Eglises d'Asie

Face à la polémique grandissante, l’Eglise catholique et le président philippin s’entendent pour mettre en place un dialogue

Publié le 04/10/2010




Face à la polémique déclenchée par les propos tenus par le président de la Conférence des évêques catholiques des Philippines sur les ondes de Radio Veritas, l’épiscopat philippin et la présidence de la République ont convenu de calmer le jeu et de dialoguer dans le calme au sujet des politiques publiques à mener en matière de contrôle de la croissance démographique.

Le 4 octobre, le P. Melvin Castro, secrétaire exécutif de la Commission pour la famille et la vie de la Conférence épiscopale, a déclaré que les évêques s’abstiendraient « de toute déclaration inutile » dans l’attente de la mise en place d’un dialogue formel avec le président de la République, ‘Noynoy’ Aquino. « Nous respectons la requête de Malacanang [le palais présidentiel] de cesser les hostilités afin de ramener le calme. Nous attendons la mise en place d’un dialogue face-à-face entre le président et les évêques », a précisé le prêtre, ajoutant que les évêques se préparaient à un dialogue « élargi » avec l’Administration Aquino, laquelle a précisé que le président s’était entretenu au téléphone avec « un certain nombre » d’évêques.

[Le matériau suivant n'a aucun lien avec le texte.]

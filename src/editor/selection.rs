// src/editor/selection.rs

//! Click / box selection state machine.

use std::collections::BTreeSet;

use tracing::debug;

use crate::layout::geometry::{Point, Rect};
use crate::layout::nodes::NodeTable;
use crate::types::JobId;

/// Interaction phase of the selection controller.
#[derive(Debug, Clone, Copy, PartialEq, Eq)]
pub enum SelectionState {
    /// No gesture in progress.
    Idle,
    /// A modifier-held drag on empty canvas is sweeping a rectangle.
    BoxSelecting,
    /// One or more nodes are selected.
    NodeSelected,
}

/// Selection membership plus the gesture that is editing it.
///
/// Transitions:
/// - plain click on a node: selection becomes just that node
/// - modifier click on a node: the node toggles membership
/// - modifier press on empty canvas: start a box at the press point
/// - release while boxing: add every node whose center is inside the box
/// - modifier released while boxing: drop the box, keep membership, go idle
/// - plain press on empty canvas: clear everything
#[derive(Debug, Clone)]
pub struct SelectionController {
    state: SelectionState,
    selected: BTreeSet<JobId>,
    box_origin: Option<Point>,
    box_corner: Option<Point>,
}

impl Default for SelectionController {
    fn default() -> Self {
        Self::new()
    }
}

impl SelectionController {
    pub fn new() -> Self {
        Self {
            state: SelectionState::Idle,
            selected: BTreeSet::new(),
            box_origin: None,
            box_corner: None,
        }
    }

    pub fn state(&self) -> SelectionState {
        self.state
    }

    pub fn selected(&self) -> &BTreeSet<JobId> {
        &self.selected
    }

    pub fn is_selected(&self, id: &str) -> bool {
        self.selected.contains(id)
    }

    /// The rectangle being swept, while box selecting.
    pub fn selection_rect(&self) -> Option<Rect> {
        match (self.state, self.box_origin, self.box_corner) {
            (SelectionState::BoxSelecting, Some(a), Some(b)) => Some(Rect::from_corners(a, b)),
            _ => None,
        }
    }

    /// Click on a node.
    pub fn click_node(&mut self, id: &str, modifier: bool) {
        if modifier {
            if !self.selected.remove(id) {
                self.selected.insert(id.to_string());
            }
        } else {
            self.selected.clear();
            self.selected.insert(id.to_string());
        }
        self.box_origin = None;
        self.box_corner = None;
        self.state = self.resting_state();
        debug!(node = %id, modifier, selected = self.selected.len(), "node clicked");
    }

    /// Press on empty canvas.
    pub fn press_canvas(&mut self, at: Point, modifier: bool) {
        if modifier {
            self.box_origin = Some(at);
            self.box_corner = Some(at);
            self.state = SelectionState::BoxSelecting;
            debug!(x = at.x, y = at.y, "box selection started");
        } else {
            self.clear();
        }
    }

    /// Pointer moved. Only meaningful while box selecting.
    pub fn drag_to(&mut self, at: Point) {
        if self.state == SelectionState::BoxSelecting {
            self.box_corner = Some(at);
        }
    }

    /// Pointer released: completes a box selection.
    ///
    /// Returns the ids newly added to the selection.
    pub fn release(&mut self, at: Point, nodes: &NodeTable) -> Vec<JobId> {
        if self.state != SelectionState::BoxSelecting {
            return Vec::new();
        }
        self.box_corner = Some(at);

        let mut added = Vec::new();
        if let Some(rect) = self.selection_rect() {
            for id in nodes.centers_within(&rect) {
                if self.selected.insert(id.clone()) {
                    added.push(id);
                }
            }
        }

        self.box_origin = None;
        self.box_corner = None;
        self.state = self.resting_state();
        debug!(added = added.len(), selected = self.selected.len(), "box selection finished");
        added
    }

    /// Modifier key released: abandon an in-progress box.
    pub fn modifier_released(&mut self) {
        if self.state == SelectionState::BoxSelecting {
            self.box_origin = None;
            self.box_corner = None;
            self.state = SelectionState::Idle;
            debug!(selected = self.selected.len(), "box selection abandoned");
        }
    }

    pub fn clear(&mut self) {
        self.selected.clear();
        self.box_origin = None;
        self.box_corner = None;
        self.state = SelectionState::Idle;
    }

    /// Drop a node that no longer exists.
    pub fn forget(&mut self, id: &str) {
        self.selected.remove(id);
        if self.state == SelectionState::NodeSelected && self.selected.is_empty() {
            self.state = SelectionState::Idle;
        }
    }

    /// Hand the current membership to a bulk operation and return to `Idle`.
    pub fn take_selected(&mut self) -> Vec<JobId> {
        let taken = std::mem::take(&mut self.selected).into_iter().collect();
        self.clear();
        taken
    }

    fn resting_state(&self) -> SelectionState {
        if self.selected.is_empty() {
            SelectionState::Idle
        } else {
            SelectionState::NodeSelected
        }
    }
}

Le même jour, peu auparavant, un porte-parole de la présidence, Edwin Lacierda, avait appelé à la « sobriété », la tension étant montée haut tout au long de ces trois derniers jours, l’Eglise catholique et l’Administration s’affrontant au sujet d’un projet de loi actuellement à l’étude concernant « la santé reproductive ».

Le 29 septembre dernier, la tension entre l’Eglise et l’administration avait brutalement grimpé lorsque les médias locaux avaient donné un large écho à une interview accordée par le président de la Conférence épiscopale, Mgr Nereo Odchimar, à la radio catholique Radio Veritas (1). Commentant une récente visite du président philippin aux Etats-Unis d’où ‘Noynoy’ Aquino était revenu avec un don de 434 millions de dollars destiné à financer des « programmes sociaux » au nombre desquels figurent le financement de contraceptifs à effet abortif, l’évêque avait clairement indiqué que ce type de programmes était inacceptable pour l’Eglise et, avaient rapporté les médias, l’épiscopat philippin n’excluait pas la possibilité d’excommunier le président pour cela.

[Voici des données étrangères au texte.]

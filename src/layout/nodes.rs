// src/layout/nodes.rs

//! The node geometry table: the single source of node positions and sizes.

use std::collections::BTreeMap;

use crate::layout::geometry::{NodeBox, Point, Rect, Size};
use crate::types::JobId;

/// Node id -> bounding box, iterated in ascending id order.
///
/// Routing, snapping and hit testing read positions from here and nowhere
/// else; a renderer only ever receives copies.
#[derive(Debug, Clone, Default)]
pub struct NodeTable {
    boxes: BTreeMap<JobId, NodeBox>,
}

impl NodeTable {
    pub fn new() -> Self {
        Self::default()
    }

    /// Place every node at the given center with a common size.
    pub fn from_positions<'a>(
        positions: impl IntoIterator<Item = (&'a JobId, &'a Point)>,
        size: Size,
    ) -> Self {
        let boxes = positions
            .into_iter()
            .map(|(id, center)| (id.clone(), NodeBox::new(*center, size)))
            .collect();
        Self { boxes }
    }

    pub fn insert(&mut self, id: impl Into<JobId>, node: NodeBox) -> Option<NodeBox> {
        self.boxes.insert(id.into(), node)
    }

    pub fn remove(&mut self, id: &str) -> Option<NodeBox> {
        self.boxes.remove(id)
    }

    pub fn get(&self, id: &str) -> Option<&NodeBox> {
        self.boxes.get(id)
    }

    pub fn contains(&self, id: &str) -> bool {
        self.boxes.contains_key(id)
    }

    pub fn len(&self) -> usize {
        self.boxes.len()
    }

    pub fn is_empty(&self) -> bool {
        self.boxes.is_empty()
    }

    pub fn iter(&self) -> impl Iterator<Item = (&str, &NodeBox)> {
        self.boxes.iter().map(|(id, b)| (id.as_str(), b))
    }

    /// Move a node's center. Returns `false` for unknown ids.
    pub fn move_to(&mut self, id: &str, center: Point) -> bool {
        match self.boxes.get_mut(id) {
            Some(node) => {
                node.center = center;
                true
            }
            None => false,
        }
    }

    /// Change a node's size, keeping its center. Returns `false` for unknown ids.
    pub fn resize(&mut self, id: &str, size: Size) -> bool {
        match self.boxes.get_mut(id) {
            Some(node) => {
                node.size = size;
                true
            }
            None => false,
        }
    }

    /// First node (ascending id) whose box contains `p`.
    pub fn node_at(&self, p: Point) -> Option<&str> {
        self.iter()
            .find(|(_, node)| node.rect().contains(p))
            .map(|(id, _)| id)
    }

    /// Nodes whose center lies within `rect`, ascending.
    pub fn centers_within(&self, rect: &Rect) -> Vec<JobId> {
        self.iter()
            .filter(|(_, node)| rect.contains(node.center))
            .map(|(id, _)| id.to_string())
            .collect()
    }
}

Les réactions avaient été immédiates et nombreuses face à cette menace d’excommunication. Les uns dénonçant une immixtion indue de l’Eglise dans le champ politique et les autres défendant les évêques catholiques dans leur rôle de gardiens des valeurs morales de la nation. Rapidement toutefois, dès le 1er octobre, Mgr Nereo Odchimar faisait publier un communiqué sur le site Internet de la Conférence épiscopale (CBCP) : « Bien que le sentiment prévalant chez un certain nombre d’évêques était un sentiment de consternation et de dépit au sujet des propos attribués au président concernant les contraceptifs artificiels, la prise d’une sanction canonique n’a jamais été considérée par la CBCP. » L’évêque, canoniste de formation, ajoutait : « L’approche initiale de cette question (de santé publique) devrait être celle du dialogue et non de la confrontation. A ce stade, menacer d’excommunication ne peut pas aller de pair avec notre souhait d’entrer en dialogue. »

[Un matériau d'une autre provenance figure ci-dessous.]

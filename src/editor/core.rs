// src/editor/core.rs

//! The editor: one owner for every piece of mutable canvas state.

use std::collections::BTreeMap;

use tracing::{debug, info};

use crate::config::model::{CanvasSection, JobDocument};
use crate::config::validate::validate_document;
use crate::dag::graph::GraphModel;
use crate::dag::job::Job;
use crate::dag::plan::{AnalysisSummary, PlanEntry, analyze, execution_plan};
use crate::dag::validator::{ValidationReport, validate};
use crate::editor::event_handlers::{
    handle_delete_selected, handle_modifier_released, handle_pointer_moved,
    handle_pointer_pressed, handle_pointer_released,
};
use crate::editor::selection::SelectionController;
use crate::editor::{EditorEvent, EditorStep};
use crate::errors::{JobGraphError, Result};
use crate::layout::geometry::{NodeBox, Point, Size};
use crate::layout::layered::LayeredLayout;
use crate::layout::nodes::NodeTable;
use crate::routing::anchor::{Anchor, AnchorRef};
use crate::routing::store::{Connection, ConnectionId, ConnectionStore};
use crate::types::{JobId, RoutingStyle};

/// The pointer gesture currently in progress.
#[derive(Debug, Clone, PartialEq)]
pub(crate) enum Gesture {
    Idle,
    /// A node is being dragged; `last` is the previous pointer position.
    DraggingNode { node: JobId, last: Point },
    /// A connection is being drawn from `source`.
    DrawingConnection {
        source: AnchorRef,
        pointer: Point,
        snap: Option<AnchorRef>,
    },
}

/// Owns the graph, the node table, the connection store and the selection.
///
/// Every mutation goes through [`Editor::step`] or one of the direct
/// operations below; node positions live only in the node table.
#[derive(Debug, Clone)]
pub struct Editor {
    pub(crate) canvas: CanvasSection,
    pub(crate) graph: GraphModel,
    pub(crate) nodes: NodeTable,
    pub(crate) connections: ConnectionStore,
    pub(crate) selection: SelectionController,
    pub(crate) gesture: Gesture,
    report: ValidationReport,
}

impl Editor {
    /// An empty canvas.
    pub fn new(canvas: CanvasSection) -> Self {
        Self {
            canvas,
            graph: GraphModel::new(),
            nodes: NodeTable::new(),
            connections: ConnectionStore::new(canvas.routing),
            selection: SelectionController::new(),
            gesture: Gesture::Idle,
            report: ValidationReport::default(),
        }
    }

    pub fn from_document(doc: &JobDocument) -> Result<Self> {
        let mut editor = Self::new(doc.canvas);
        editor.load(doc)?;
        Ok(editor)
    }

    /// Replace the whole canvas with `doc`.
    ///
    /// Builds the graph, validates it, lays it out and creates one
    /// `Right -> Left` connection per resolved edge. On error the current
    /// state is left untouched.
    pub fn load(&mut self, doc: &JobDocument) -> Result<&ValidationReport> {
        validate_document(doc)?;
        let graph = GraphModel::from_document(doc)?;
        let report = validate(&graph);

        let canvas = doc.canvas;
        let positions = LayeredLayout::from_canvas(&canvas).positions(&graph);
        let nodes = NodeTable::from_positions(&positions, node_size(&canvas));

        let mut connections = ConnectionStore::new(canvas.routing);
        for (from, to) in graph.edges() {
            connections.connect(
                AnchorRef::new(from, Anchor::Right),
                AnchorRef::new(to, Anchor::Left),
                &nodes,
            )?;
        }

        info!(
            jobs = graph.len(),
            connections = connections.len(),
            dangling = report.dangling.len(),
            cycles = report.cycles.len(),
            "loaded job graph into editor"
        );

        self.canvas = canvas;
        self.graph = graph;
        self.nodes = nodes;
        self.connections = connections;
        self.selection = SelectionController::new();
        self.gesture = Gesture::Idle;
        self.report = report;
        Ok(&self.report)
    }

    /// Apply one input event and return what the renderer must update.
    pub fn step(&mut self, event: EditorEvent) -> EditorStep {
        match event {
            EditorEvent::PointerPressed { at, modifier } => {
                handle_pointer_pressed(self, at, modifier)
            }
            EditorEvent::PointerMoved { at } => handle_pointer_moved(self, at),
            EditorEvent::PointerReleased { at } => handle_pointer_released(self, at),
            EditorEvent::ModifierReleased => handle_modifier_released(self),
            EditorEvent::DeleteSelected => handle_delete_selected(self),
        }
    }

    pub fn canvas(&self) -> &CanvasSection {
        &self.canvas
    }

    pub fn graph(&self) -> &GraphModel {
        &self.graph
    }

    pub fn nodes(&self) -> &NodeTable {
        &self.nodes
    }

    pub fn connections(&self) -> &ConnectionStore {
        &self.connections
    }

    pub fn selection(&self) -> &SelectionController {
        &self.selection
    }

    /// Validation of the current graph.
    ///
    /// Refreshed on load and whenever a job or dependency is added or
    /// removed.
    pub fn report(&self) -> &ValidationReport {
        &self.report
    }

    /// Whether a connection is currently being drawn.
    pub fn is_drawing_connection(&self) -> bool {
        matches!(self.gesture, Gesture::DrawingConnection { .. })
    }

    /// The connection being drawn: its source, the last pointer position
    /// and the anchor it currently snaps to.
    pub fn pending_connection(&self) -> Option<(&AnchorRef, Point, Option<&AnchorRef>)> {
        match &self.gesture {
            Gesture::DrawingConnection {
                source,
                pointer,
                snap,
            } => Some((source, *pointer, snap.as_ref())),
            _ => None,
        }
    }

    /// Whether a node is currently being dragged.
    pub fn is_dragging_node(&self) -> bool {
        matches!(self.gesture, Gesture::DraggingNode { .. })
    }

    /// Re-run structural validation on the current graph.
    pub fn validate(&mut self) -> &ValidationReport {
        self.report = validate(&self.graph);
        &self.report
    }

    pub fn levels(&self) -> BTreeMap<JobId, usize> {
        LayeredLayout::from_canvas(&self.canvas).levels(&self.graph)
    }

    pub fn execution_plan(&self) -> Result<Vec<PlanEntry>> {
        execution_plan(&self.graph)
    }

    pub fn analysis(&self) -> AnalysisSummary {
        analyze(&self.graph)
    }

    /// Add a job, placing its node at `at` (canvas center by default).
    ///
    /// Resolved edges touching the new job that have no connection yet get
    /// a `Right -> Left` connection, including edges from jobs that
    /// previously referred to it as a dangling dependency.
    pub fn add_job(&mut self, job: Job, at: Option<Point>) -> Result<()> {
        let id = job.id.clone();
        self.graph.add_job(job)?;

        let center = self.clamp(at.unwrap_or_else(|| self.canvas_center()));
        self.nodes
            .insert(id.clone(), NodeBox::new(center, node_size(&self.canvas)));

        let pending: Vec<(JobId, JobId)> = self
            .graph
            .edges()
            .filter(|(from, to)| *from == id || *to == id)
            .filter(|(from, to)| self.connections.connections_between(from, to) == 0)
            .map(|(from, to)| (from.to_string(), to.to_string()))
            .collect();

        for (from, to) in pending {
            self.connections.connect(
                AnchorRef::new(from, Anchor::Right),
                AnchorRef::new(to, Anchor::Left),
                &self.nodes,
            )?;
        }

        self.report = validate(&self.graph);
        debug!(job = %id, x = center.x, y = center.y, "job added to canvas");
        Ok(())
    }

    /// Remove a job with its node, its incident connections and its
    /// selection membership.
    pub fn remove_job(&mut self, id: &str) -> Option<Job> {
        let removed = self.graph.remove_job(id)?;
        self.nodes.remove(id);
        let dropped = self.connections.remove_incident_to(id);
        self.selection.forget(id);

        if let Gesture::DraggingNode { node, .. } = &self.gesture
            && node == id
        {
            self.gesture = Gesture::Idle;
        }

        self.report = validate(&self.graph);
        debug!(job = %id, connections = dropped.len(), "job removed from canvas");
        Some(removed)
    }

    /// Move a node's center, clamped into the canvas.
    pub fn move_node(&mut self, id: &str, to: Point) -> Result<Point> {
        let clamped = self.clamp(to);
        if !self.nodes.move_to(id, clamped) {
            return Err(JobGraphError::JobNotFound(id.to_string()));
        }
        self.on_node_moved(id);
        Ok(clamped)
    }

    pub fn resize_node(&mut self, id: &str, size: Size) -> Result<()> {
        if !(size.width > 0.0 && size.height > 0.0) {
            return Err(JobGraphError::ConfigError(format!(
                "node size must be positive, got {}x{}",
                size.width, size.height
            )));
        }
        if !self.nodes.resize(id, size) {
            return Err(JobGraphError::JobNotFound(id.to_string()));
        }
        self.on_node_moved(id);
        Ok(())
    }

    /// Geometry of `id` changed: re-derive every connection path.
    pub fn on_node_moved(&mut self, id: &str) {
        self.connections.recompute_all(&self.nodes);
        debug!(node = %id, connections = self.connections.len(), "rerouted connections");
    }

    /// Switch routing policy; every path is re-derived.
    pub fn set_routing(&mut self, style: RoutingStyle) {
        self.canvas.routing = style;
        self.connections.set_style(style, &self.nodes);
    }

    /// Connect two anchors and record the dependency `target depends on
    /// source`.
    ///
    /// `Ok(None)` for an existing tuple or a self connection; neither
    /// touches the graph.
    pub fn connect(&mut self, source: AnchorRef, target: AnchorRef) -> Result<Option<ConnectionId>> {
        if !self.graph.contains(&source.node) {
            return Err(JobGraphError::JobNotFound(source.node));
        }
        if !self.graph.contains(&target.node) {
            return Err(JobGraphError::JobNotFound(target.node));
        }

        let (from, to) = (source.node.clone(), target.node.clone());
        let Some(id) = self.connections.connect(source, target, &self.nodes)? else {
            return Ok(None);
        };
        if self.graph.add_dependency(&from, &to)? {
            self.report = validate(&self.graph);
        }
        Ok(Some(id))
    }

    /// Remove a connection. The dependency is dropped from the graph once
    /// no other connection links the same pair of jobs.
    pub fn disconnect(&mut self, id: ConnectionId) -> Option<Connection> {
        let removed = self.connections.disconnect(id)?;
        let (from, to) = (&removed.source.node, &removed.target.node);
        if self.connections.connections_between(from, to) == 0
            && self.graph.remove_dependency(from, to)
        {
            self.report = validate(&self.graph);
        }
        Some(removed)
    }

    /// Remove every selected job and return to idle selection.
    pub fn delete_selected(&mut self) -> Vec<JobId> {
        let ids = self.selection.take_selected();
        let removed: Vec<JobId> = ids
            .into_iter()
            .filter(|id| self.remove_job(id).is_some())
            .collect();
        if !removed.is_empty() {
            info!(count = removed.len(), "deleted selected jobs");
        } else {
            debug!("delete requested with nothing selected");
        }
        removed
    }

    pub(crate) fn clamp(&self, p: Point) -> Point {
        Point::new(
            p.x.clamp(0.0, self.canvas.width),
            p.y.clamp(0.0, self.canvas.height),
        )
    }

    fn canvas_center(&self) -> Point {
        Point::new(self.canvas.width / 2.0, self.canvas.height / 2.0)
    }
}

impl Default for Editor {
    fn default() -> Self {
        Self::new(CanvasSection::default())
    }
}

fn node_size(canvas: &CanvasSection) -> Size {
    Size::new(canvas.node_width, canvas.node_height)
}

Le 4 octobre, c’est Radio Veritas qui faisait paraître un communiqué pour signaler les « divergences » entre le script de l’interview controversée et ce qui s’était véritablement dit à l’antenne le 29 septembre. Mgr Nereo Odchimar, interrogé sur le fait de savoir si ‘Noynoy’ Aquino pouvait être excommunié au cas où il persistait à faire financer par le gouvernement la distribution de contraceptifs artificiels, avait été cité comme ayant répondu : « C’est une possibilité, parce que, à l’heure actuelle, c’est une possibilité réelle (proche). » Radio Veritas a fait valoir qu’un mélange d’anglais et de tagalog, langue locale, ayant été utilisé durant l’interview, une confusion avait été faite lors de la retranscription de celle-ci. Là où le script disait : « C’est une possibilité, kasi (‘parce que’ en tagalog), à l’heure actuelle, c’est une possibilité réelle (proche) », il fallait lire : « Cela peut être une possibilité. Je ne vois pas (I don’t see) à l’heure actuelle que (na en tagalog) ce soit une possibilité réelle (proche) ».

Vendredi 1er octobre et durant le week-end, la mobilisation des uns et des autres a été forte. En plusieurs points de Manille, des militants d’ONG favorables au vote de la loi sur la santé reproductive ont organisé des distributions gratuites de préservatifs. Devant le siège de la CBCP, des manifestants brandissaient des pancartes où l’on pouvait lire : ‘My body, My decision’ ou bien encore ‘Keep your rosaries out of our ovaries’. De son côté, Mgr Juanito Figura, secrétaire général de la CBCP, écrivait sur le site Internet de la Conférence épiscopale que « la désobéissance civile » était une option à considérer au cas où le projet de loi controversé serait voté par le Congrès. L’association laïque des Chevaliers de Colomb (Knights of Columbus) faisait savoir que ses 250 000 membres se tenaient prêts le cas échéant.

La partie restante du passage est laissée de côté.